# WORK INSTRUCTIONS
Among the entries below, find the lines with "after" and copy them.

# DATA EXTRACT
══════════════════════════════
//! In-memory PDF document.
//!
//! Holds the original file bytes together with the resolved cross-reference
//! table. Objects are parsed on demand and cached; the original bytes are
//! never modified, which is what allows incremental updates to be appended
//! after them.

use crate::error::{Error, Result};
use crate::geometry::Rect;
use crate::object::{Object, ObjectRef, PdfDict};
use crate::parser::{parse_indirect_object, to_parse_error};
use crate::xref::{self, CrossRefTable, XRefEntry};
use std::collections::{HashMap, HashSet};

/// Maximum depth for page tree traversal and reference chains.
const MAX_RECURSION_DEPTH: u32 = 64;

/// How far into the file the `%PDF-` marker may appear.
const HEADER_SEARCH_WINDOW: usize = 1024;

/// A parsed PDF document backed by its original bytes.
///
/// ```
/// use pdf_sealer::document::PdfDocument;
///
/// assert!(PdfDocument::from_bytes(b"plain text".to_vec()).is_err());
/// ```
pub struct PdfDocument {
    data: Vec<u8>,
    version: (u8, u8),
    xref: CrossRefTable,
    object_cache: HashMap<ObjectRef, Object>,
    objstm_cache: HashMap<u32, Vec<(u32, Object)>>,
}

impl std::fmt::Debug for PdfDocument {
    fn fmt(&self, f: &mut std::fmt::Formatter<'_>) -> std::fmt::Result {
        f.debug_struct("PdfDocument")
            .field("version", &self.version)
            .field("len", &self.data.len())
            .field("xref_entries", &self.xref.len())
            .field("cached_objects", &self.object_cache.len())
            .finish_non_exhaustive()
    }
}

impl PdfDocument {
    /// Parse a document from its complete bytes.
    ///
    /// # Errors
    ///
    /// - [`Error::EmptyDocument`] for zero-length input
    /// - [`Error::InvalidHeader`] when no `%PDF-` marker is found
    /// - xref and parse errors when no catalog can be located
    pub fn from_bytes(data: impl Into<Vec<u8>>) -> Result<Self> {
        let data = data.into();
        if data.is_empty() {
            return Err(Error::EmptyDocument);
        }

        let version = parse_header(&data)?;
        let xref = xref::load(&data)?;
        log::debug!(
            "Loaded PDF {}.{}: {} bytes, {} xref entries{}",
            version.0,
            version.1,
            data.len(),
            xref.len(),
            if xref.is_reconstructed() { " (reconstructed)" } else { "" }
        );

        Ok(Self {
            data,
            version,
            xref,
            object_cache: HashMap::new(),
            objstm_cache: HashMap::new(),
        })
    }

    /// Original file bytes.
    pub fn bytes(&self) -> &[u8] {
        &self.data
    }

    /// Consume the document and return its original bytes.
    pub fn into_bytes(self) -> Vec<u8> {
        self.data
    }

    /// Header version (major, minor).
    pub fn version(&self) -> (u8, u8) {
        self.version
    }

    /// Merged trailer dictionary.
    pub fn trailer(&self) -> &PdfDict {
        self.xref.trailer()
    }

    /// Cross-reference table.
    pub fn xref(&self) -> &CrossRefTable {
        &self.xref
    }

    /// Offset of the newest xref section, used as `/Prev` by incremental updates.
    pub fn startxref(&self) -> Option<usize> {
        self.xref.startxref()
    }

    /// Highest object number in use.
    pub fn max_object_id(&self) -> u32 {
        self.xref.max_id()
    }

    /// Whether the trailer names an encryption dictionary.
    pub fn is_encrypted(&self) -> bool {
        self.trailer().contains_key("Encrypt")
    }

    /// Load an indirect object.
    pub fn load_object(&mut self, obj_ref: ObjectRef) -> Result<Object> {
        if let Some(cached) = self.object_cache.get(&obj_ref) {
            return Ok(cached.clone());
        }

        let object = match self.xref.get(obj_ref.id).copied() {
            Some(XRefEntry::InUse { offset, .. }) => self.load_uncompressed(obj_ref, offset)?,
            Some(XRefEntry::Compressed { stream_id, .. }) => self.load_compressed(obj_ref, stream_id)?,
            Some(XRefEntry::Free) | None => {
                return Err(Error::ObjectNotFound(obj_ref.id, obj_ref.gen));
            },
        };

        self.object_cache.insert(obj_ref, object.clone());
        Ok(object)
    }

    fn load_uncompressed(&self, obj_ref: ObjectRef, offset: usize) -> Result<Object> {
        let parsed = self
            .data
            .get(offset..)
            .and_then(|input| parse_indirect_object(input).ok())
            .map(|(_, parsed)| parsed);

        match parsed {
            Some((found, object)) if found.id == obj_ref.id => Ok(object),
            _ => {
                log::warn!("Object {} not at recorded offset {}, scanning", obj_ref, offset);
                self.scan_for_object(obj_ref)
            },
        }
    }

    /// Find the last `id gen obj` header for an object anywhere in the file.
    fn scan_for_object(&self, obj_ref: ObjectRef) -> Result<Object> {
        let header = format!("{} {} obj", obj_ref.id, obj_ref.gen);
        let needle = header.as_bytes();
        let mut found = None;
        for (pos, window) in self.data.windows(needle.len()).enumerate() {
            let at_line_start = pos == 0 || matches!(self.data[pos - 1], b'\n' | b'\r' | b' ');
            if window == needle && at_line_start {
                found = Some(pos);
            }
        }

        let pos = found.ok_or(Error::ObjectNotFound(obj_ref.id, obj_ref.gen))?;
        let input = &self.data[pos..];
        let (_, (_, object)) = parse_indirect_object(input).map_err(|e| to_parse_error(input, e))?;
        Ok(object)
    }

    fn load_compressed(&mut self, obj_ref: ObjectRef, stream_id: u32) -> Result<Object> {
        if !self.objstm_cache.contains_key(&stream_id) {
            if !matches!(self.xref.get(stream_id), Some(XRefEntry::InUse { .. })) {
                return Err(Error::InvalidPdf(format!(
                    "object stream {} is not stored directly",
                    stream_id
                )));
            }
            let stream = self.load_object(ObjectRef::new(stream_id, 0))?;
            let members = crate::objstm::parse_object_stream(&stream)?;
            self.objstm_cache.insert(stream_id, members);
        }

        self.objstm_cache
            .get(&stream_id)
            .and_then(|members| members.iter().find(|(id, _)| *id == obj_ref.id))
            .map(|(_, object)| object.clone())
            .ok_or(Error::ObjectNotFound(obj_ref.id, obj_ref.gen))
    }

    /// Follow references until a direct object is reached.
    ///
    /// References to missing or free objects resolve to `Null`.
    pub fn resolve(&mut self, obj: &Object) -> Result<Object> {
        let mut current = obj.clone();
        let mut seen = HashSet::new();

        while let Object::Reference(r) = current {
            if !seen.insert(r) {
                return Err(Error::CircularReference(r));
            }
            if seen.len() as u32 > MAX_RECURSION_DEPTH {
                return Err(Error::RecursionLimitExceeded(MAX_RECURSION_DEPTH));
            }
            current = match self.load_object(r) {
                Ok(object) => object,
                Err(Error::ObjectNotFound(..)) => {
                    log::debug!("Reference {} points at a missing object", r);
                    Object::Null
                },
                Err(e) => return Err(e),
            };
        }

        Ok(current)
    }

    /// Reference to the document catalog.
    pub fn catalog_ref(&self) -> Result<ObjectRef> {
        self.trailer()
            .get("Root")
            .and_then(|r| r.as_reference())
            .ok_or_else(|| Error::InvalidPdf("Trailer missing /Root reference".to_string()))
    }

    /// The document catalog dictionary.
    pub fn catalog(&mut self) -> Result<PdfDict> {
        let root = self.catalog_ref()?;
        match self.load_object(root)? {
            Object::Dictionary(dict) => Ok(dict),
            other => Err(Error::InvalidObjectType {
                expected: "Dictionary".to_string(),
                found: other.type_name().to_string(),
            }),
        }
    }

    /// References of every page in document order.
    pub fn page_refs(&mut self) -> Result<Vec<ObjectRef>> {
        let pages_root = self
            .catalog()?
            .get("Pages")
            .and_then(|p| p.as_reference())
            .ok_or_else(|| Error::InvalidPdf("Catalog missing /Pages reference".to_string()))?;

        let mut pages = Vec::new();
        let mut visited = HashSet::new();
        self.collect_pages(pages_root, 0, &mut visited, &mut pages)?;
        Ok(pages)
    }

    fn collect_pages(
        &mut self,
        node_ref: ObjectRef,
        depth: u32,
        visited: &mut HashSet<ObjectRef>,
        pages: &mut Vec<ObjectRef>,
    ) -> Result<()> {
        if depth > MAX_RECURSION_DEPTH {
            return Err(Error::RecursionLimitExceeded(MAX_RECURSION_DEPTH));
        }
        if !visited.insert(node_ref) {
            return Err(Error::CircularReference(node_ref));
        }

        let node = self.load_object(node_ref)?;
        let dict = node.as_dict().ok_or_else(|| Error::InvalidObjectType {
            expected: "Dictionary".to_string(),
            found: node.type_name().to_string(),
        })?;

        let kids = dict.get("Kids").cloned();
        let is_page = match dict.get("Type").and_then(|t| t.as_name()) {
            Some("Page") => true,
            Some("Pages") => false,
            _ => kids.is_none(),
        };

        if is_page {
            pages.push(node_ref);
            return Ok(());
        }

        let kids = match kids {
            Some(kids) => self.resolve(&kids)?,
            None => return Ok(()),
        };
        for kid in kids.as_array().map(|k| k.as_slice()).unwrap_or_default() {
            match kid.as_reference() {
                Some(kid_ref) => self.collect_pages(kid_ref, depth + 1, visited, pages)?,
                None => log::warn!("Ignoring direct object in /Kids of {}", node_ref),
            }
        }
        Ok(())
    }

    /// Number of pages.
    pub fn page_count(&mut self) -> Result<usize> {
        Ok(self.page_refs()?.len())
    }

    /// Look up a page attribute, walking `/Parent` links for inheritable keys.
    pub fn inherited_attribute(&mut self, page: ObjectRef, key: &str) -> Result<Option<Object>> {
        let mut current = Some(page);
        let mut seen = HashSet::new();

        while let Some(node_ref) = current {
            if !seen.insert(node_ref) || seen.len() as u32 > MAX_RECURSION_DEPTH {
                return Err(Error::CircularReference(node_ref));
            }
            let node = self.load_object(node_ref)?;
            let dict = match node.as_dict() {
                Some(dict) => dict,
                None => return Ok(None),
            };
            if let Some(value) = dict.get(key) {
                return self.resolve(value).map(Some);
            }
            current = dict.get("Parent").and_then(|p| p.as_reference());
        }

        Ok(None)
    }

    /// Page bounds from `/MediaBox` (inherited), falling back to US Letter.
    pub fn media_box(&mut self, page: ObjectRef) -> Result<Rect> {
        let rect = self
            .inherited_attribute(page, "MediaBox")?
            .and_then(|mb| mb.as_array().and_then(|arr| Rect::from_pdf_array(arr)));
        Ok(rect.unwrap_or_else(|| {
            log::warn!("Page {} has no usable /MediaBox, assuming Letter", page);
            Rect::letter()
        }))
    }

    /// Whether a signature field in the AcroForm already carries a value.
    pub fn has_signature(&mut self) -> Result<bool> {
        Ok(!self.signature_values()?.is_empty())
    }

    /// Values (`/V`) of every signature field in the AcroForm, resolved.
    ///
    /// Field types are inherited from parent fields.
    pub fn signature_values(&mut self) -> Result<Vec<Object>> {
        let acroform = match self.catalog()?.get("AcroForm") {
            Some(obj) => self.resolve(obj)?,
            None => return Ok(Vec::new()),
        };
        let fields = match acroform.as_dict().and_then(|d| d.get("Fields")) {
            Some(obj) => self.resolve(obj)?,
            None => return Ok(Vec::new()),
        };

        let mut stack: Vec<(Object, Option<String>, u32)> = fields
            .as_array()
            .map(|arr| arr.iter().rev().map(|f| (f.clone(), None, 0)).collect())
            .unwrap_or_default();
        let mut seen = HashSet::new();
        let mut values = Vec::new();

        while let Some((field, parent_type, depth)) = stack.pop() {
            if let Some(r) = field.as_reference() {
                if !seen.insert(r) {
                    continue;
                }
            }
            if depth > MAX_RECURSION_DEPTH {
                return Err(Error::RecursionLimitExceeded(MAX_RECURSION_DEPTH));
            }

            let field = self.resolve(&field)?;
            let dict = match field.as_dict() {
                Some(dict) => dict,
                None => continue,
            };
            let field_type = dict
                .get("FT")
                .and_then(|t| t.as_name())
                .map(str::to_string)
                .or(parent_type);

            if field_type.as_deref() == Some("Sig") {
                if let Some(value) = dict.get("V") {
                    let value = self.resolve(value)?;
                    if !value.is_null() {
                        values.push(value);
                    }
                }
            }
            if let Some(kids) = dict.get("Kids").and_then(|k| k.as_array()) {
                for kid in kids.iter().rev() {
                    stack.push((kid.clone(), field_type.clone(), depth + 1));
                }
            }
        }

        Ok(values)
    }

    /// Every live object except cross-reference and object streams, in
    /// object-number order. Objects that fail to load are skipped.
    pub fn live_objects(&mut self) -> Vec<(ObjectRef, Object)> {
        let mut objects = Vec::new();
        for id in self.xref.live_ids() {
            let gen = match self.xref.get(id) {
                Some(XRefEntry::InUse { gen, .. }) => *gen,
                _ => 0,
            };
            let obj_ref = ObjectRef::new(id, gen);
            match self.load_object(obj_ref) {
                Ok(object) if object.has_type("XRef") || object.has_type("ObjStm") => {},
                Ok(object) => objects.push((obj_ref, object)),
                Err(e) => log::warn!("Dropping unreadable object {}: {}", obj_ref, e),
            }
        }
        objects
    }
}

/// Locate `%PDF-M.m` within the first kilobyte and return the version.
pub fn parse_header(data: &[u8]) -> Result<(u8, u8)> {
    let window = &data[..data.len().min(HEADER_SEARCH_WINDOW)];
    let pos = window
        .windows(5)
        .position(|w| w == b"%PDF-")
        .ok_or_else(|| {
            Error::InvalidHeader(String::from_utf8_lossy(&window[..window.len().min(8)]).into_owned())
        })?;

    let version = &data[pos + 5..data.len().min(pos + 8)];
    match version {
        [major, b'.', minor] if major.is_ascii_digit() && minor.is_ascii_digit() => {
            Ok((major - b'0', minor - b'0'))
        },
        _ => {
            log::warn!("Unreadable PDF version after header, assuming 1.4");
            Ok((1, 4))
        },
    }
}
══════════════════════════════
# RESULT BELOW
//! after them.
            log::warn!("Unreadable PDF version after header, assuming 1.4");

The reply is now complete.